-- SOURCE MATERIAL --

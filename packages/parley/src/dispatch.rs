//! Event dispatcher.
//!
//! Every decoded message type maps to at most one published event name. Types
//! with no entry are either on the handled-elsewhere allow-list (consumed inline
//! by the connection actor, or outbound-only) or get a warning and are published
//! as [`ClientEvent::Unhandled`].

use serde::{Serialize, Serializer};
use std::fmt;
use std::sync::Arc;
use tracing::{trace, warn};

use parley_protocol::{Envelope, MessageType};

use crate::events::{ClientEvent, EventBus, ProtocolEvent};
use crate::metrics::ClientMetrics;

/// Types deliberately consumed outside the event bus. Includes a few legacy
/// raw strings older servers still send.
pub const HANDLED_ELSEWHERE: &[&str] = &[
    "system.ping",
    "system.pong",
    "data.message.send",
    "data.response.submit",
    "ping",
    "pong",
    "heartbeat",
];

/// Names of the events published for protocol messages.
#[derive(Debug, Clone, Copy, PartialEq, Eq, Hash)]
pub enum EventName {
    ConnectionEstablished,
    ServerError,
    ConversationConfig,
    ConversationStarted,
    ConversationPaused,
    ConversationResumed,
    ConversationCompleted,
    ConversationTerminated,
    ItemContext,
    ItemScore,
    ItemTimeout,
    ItemExpired,
    WidgetRender,
    WidgetState,
    WidgetDismiss,
    WidgetUpdate,
    ChatInput,
    Progress,
    ContentChunk,
    ContentComplete,
    ToolCall,
    ToolResult,
    MessageAck,
    ResponseAck,
}

impl EventName {
    /// The dispatch table.
    pub fn for_type(message_type: &MessageType) -> Option<EventName> {
        use MessageType as T;
        let name = match message_type {
            T::ConnectionEstablished => Self::ConnectionEstablished,
            T::Error => Self::ServerError,
            T::ConversationConfig => Self::ConversationConfig,
            T::ConversationStarted => Self::ConversationStarted,
            T::ConversationPaused => Self::ConversationPaused,
            T::ConversationResumed => Self::ConversationResumed,
            T::ConversationCompleted => Self::ConversationCompleted,
            T::ConversationTerminated => Self::ConversationTerminated,
            T::ItemContext => Self::ItemContext,
            T::ItemScore => Self::ItemScore,
            T::ItemTimeout => Self::ItemTimeout,
            T::ItemExpired => Self::ItemExpired,
            T::WidgetRender => Self::WidgetRender,
            T::WidgetState => Self::WidgetState,
            T::WidgetDismiss => Self::WidgetDismiss,
            T::WidgetUpdate => Self::WidgetUpdate,
            T::FlowChatInput => Self::ChatInput,
            T::FlowProgress => Self::Progress,
            T::ContentChunk => Self::ContentChunk,
            T::ContentComplete => Self::ContentComplete,
            T::ToolCall => Self::ToolCall,
            T::ToolResult => Self::ToolResult,
            T::MessageAck => Self::MessageAck,
            T::ResponseAck => Self::ResponseAck,
            T::Ping | T::Pong | T::MessageSend | T::ResponseSubmit | T::Unrecognized(_) => {
                return None;
            }
        };
        Some(name)
    }

    pub fn as_str(&self) -> &'static str {
        match self {
            Self::ConnectionEstablished => "connection.established",
            Self::ServerError => "server.error",
            Self::ConversationConfig => "conversation.config",
            Self::ConversationStarted => "conversation.started",
            Self::ConversationPaused => "conversation.paused",
            Self::ConversationResumed => "conversation.resumed",
            Self::ConversationCompleted => "conversation.completed",
            Self::ConversationTerminated => "conversation.terminated",
            Self::ItemContext => "item.context",
            Self::ItemScore => "item.score",
            Self::ItemTimeout => "item.timeout",
            Self::ItemExpired => "item.expired",
            Self::WidgetRender => "widget.render",
            Self::WidgetState => "widget.state",
            Self::WidgetDismiss => "widget.dismiss",
            Self::WidgetUpdate => "widget.update",
            Self::ChatInput => "flow.chat_input",
            Self::Progress => "flow.progress",
            Self::ContentChunk => "content.chunk",
            Self::ContentComplete => "content.complete",
            Self::ToolCall => "tool.call",
            Self::ToolResult => "tool.result",
            Self::MessageAck => "message.ack",
            Self::ResponseAck => "response.ack",
        }
    }
}

impl fmt::Display for EventName {
    fn fmt(&self, f: &mut fmt::Formatter<'_>) -> fmt::Result {
        f.write_str(self.as_str())
    }
}

impl Serialize for EventName {
    fn serialize<S: Serializer>(&self, serializer: S) -> Result<S::Ok, S::Error> {
        serializer.serialize_str(self.as_str())
    }
}

/// Result of dispatching one envelope.
#[derive(Debug, Clone, Copy, PartialEq, Eq)]
pub enum DispatchResult {
    Published(EventName),
    HandledElsewhere,
    Unhandled,
}

/// Publishes decoded envelopes on the event bus.
#[derive(Clone)]
pub struct Dispatcher {
    bus: EventBus,
    metrics: Arc<ClientMetrics>,
}

impl Dispatcher {
    pub fn new(bus: EventBus, metrics: Arc<ClientMetrics>) -> Self {
        Self { bus, metrics }
    }

    pub fn bus(&self) -> &EventBus {
        &self.bus
    }

    /// Look up the envelope's type and publish it.
    pub fn dispatch(
        &self,
        envelope: &Envelope,
        agent_id: Option<&str>,
        replayed: bool,
    ) -> DispatchResult {
        let message_type = envelope.message_type();
        if let Some(name) = EventName::for_type(message_type) {
            self.bus.publish(ClientEvent::Protocol(ProtocolEvent::from_envelope(
                name, envelope, agent_id, replayed,
            )));
            self.metrics.event_published();
            return DispatchResult::Published(name);
        }

        if HANDLED_ELSEWHERE.contains(&message_type.as_str()) {
            trace!(message_type = %message_type, "handled elsewhere");
            return DispatchResult::HandledElsewhere;
        }

        warn!(
            message_type = %message_type,
            envelope_id = %envelope.id(),
            "no handler for message type"
        );
        self.metrics.event_unhandled();
        self.bus.publish(ClientEvent::Unhandled {
            envelope: envelope.clone(),
        });
        DispatchResult::Unhandled
    }
}

#[cfg(test)]
mod tests {
    use super::*;
    use parley_protocol::KNOWN_TYPES;
    use serde_json::json;

    fn dispatcher() -> (Dispatcher, tokio::sync::broadcast::Receiver<ClientEvent>) {
        let bus = EventBus::new(16);
        let rx = bus.subscribe();
        (Dispatcher::new(bus, Arc::new(ClientMetrics::new())), rx)
    }

    #[test]
    fn test_every_known_type_is_published_or_allow_listed() {
        for raw in KNOWN_TYPES {
            let ty = MessageType::parse(raw);
            assert!(
                EventName::for_type(&ty).is_some() || HANDLED_ELSEWHERE.contains(raw),
                "{raw} has no route"
            );
        }
    }

    #[test]
    fn test_publishes_payload() {
        let (dispatcher, mut rx) = dispatcher();
        let env = Envelope::decode(
            r#"{"id":"e1","type":"data.content.chunk","conversationId":"c","payload":{"text":"hi"}}"#,
        )
        .unwrap();
        let result = dispatcher.dispatch(&env, Some("agent-1"), false);
        assert_eq!(result, DispatchResult::Published(EventName::ContentChunk));

        match rx.try_recv().unwrap() {
            ClientEvent::Protocol(event) => {
                assert_eq!(event.name, EventName::ContentChunk);
                assert_eq!(event.agent_id.as_deref(), Some("agent-1"));
                assert_eq!(event.conversation_id.as_deref(), Some("c"));
                assert_eq!(event.payload, json!({"text": "hi"}));
                assert!(!event.replayed);
            }
            other => panic!("unexpected {other:?}"),
        }
    }

    #[test]
    fn test_publishes_raw_envelope_without_payload() {
        let (dispatcher, mut rx) = dispatcher();
        let env = Envelope::decode(r#"{"id":"e2","type":"control.item.timeout"}"#).unwrap();
        dispatcher.dispatch(&env, None, true);
        match rx.try_recv().unwrap() {
            ClientEvent::Protocol(event) => {
                assert_eq!(event.payload["id"], "e2");
                assert!(event.replayed);
            }
            other => panic!("unexpected {other:?}"),
        }
    }

    #[test]
    fn test_allow_listed_types_publish_nothing() {
        let (dispatcher, mut rx) = dispatcher();
        for raw in ["system.ping", "pong", "heartbeat"] {
            let env = Envelope::decode(&json!({ "type": raw }).to_string()).unwrap();
            assert_eq!(
                dispatcher.dispatch(&env, None, false),
                DispatchResult::HandledElsewhere
            );
        }
        assert!(rx.try_recv().is_err());
    }

    #[test]
    fn test_unknown_type_goes_to_unhandled() {
        let (dispatcher, mut rx) = dispatcher();
        let env = Envelope::decode(r#"{"type":"data.telemetry.flush","payload":{}}"#).unwrap();
        assert_eq!(
            dispatcher.dispatch(&env, None, false),
            DispatchResult::Unhandled
        );
        match rx.try_recv().unwrap() {
            ClientEvent::Unhandled { envelope } => {
                assert_eq!(envelope.message_type().as_str(), "data.telemetry.flush")
            }
            other => panic!("unexpected {other:?}"),
        }
        assert_eq!(dispatcher.metrics.snapshot().events.unhandled, 1);
    }
}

-- WHAT THE TASK ASKS --
Please copy, without any change, the lines of the material from the first through the one containing "pub enum EventName". Write nothing else.

-- TASK RESULT --
filename packages/parley/src/dispatch.rs
//! Event dispatcher.
//!
//! Every decoded message type maps to at most one published event name. Types
//! with no entry are either on the handled-elsewhere allow-list (consumed inline
//! by the connection actor, or outbound-only) or get a warning and are published
//! as [`ClientEvent::Unhandled`].

use serde::{Serialize, Serializer};
use std::fmt;
use std::sync::Arc;
use tracing::{trace, warn};

use parley_protocol::{Envelope, MessageType};

use crate::events::{ClientEvent, EventBus, ProtocolEvent};
use crate::metrics::ClientMetrics;

/// Types deliberately consumed outside the event bus. Includes a few legacy
/// raw strings older servers still send.
pub const HANDLED_ELSEWHERE: &[&str] = &[
    "system.ping",
    "system.pong",
    "data.message.send",
    "data.response.submit",
    "ping",
    "pong",
    "heartbeat",
];

/// Names of the events published for protocol messages.
#[derive(Debug, Clone, Copy, PartialEq, Eq, Hash)]
pub enum EventName {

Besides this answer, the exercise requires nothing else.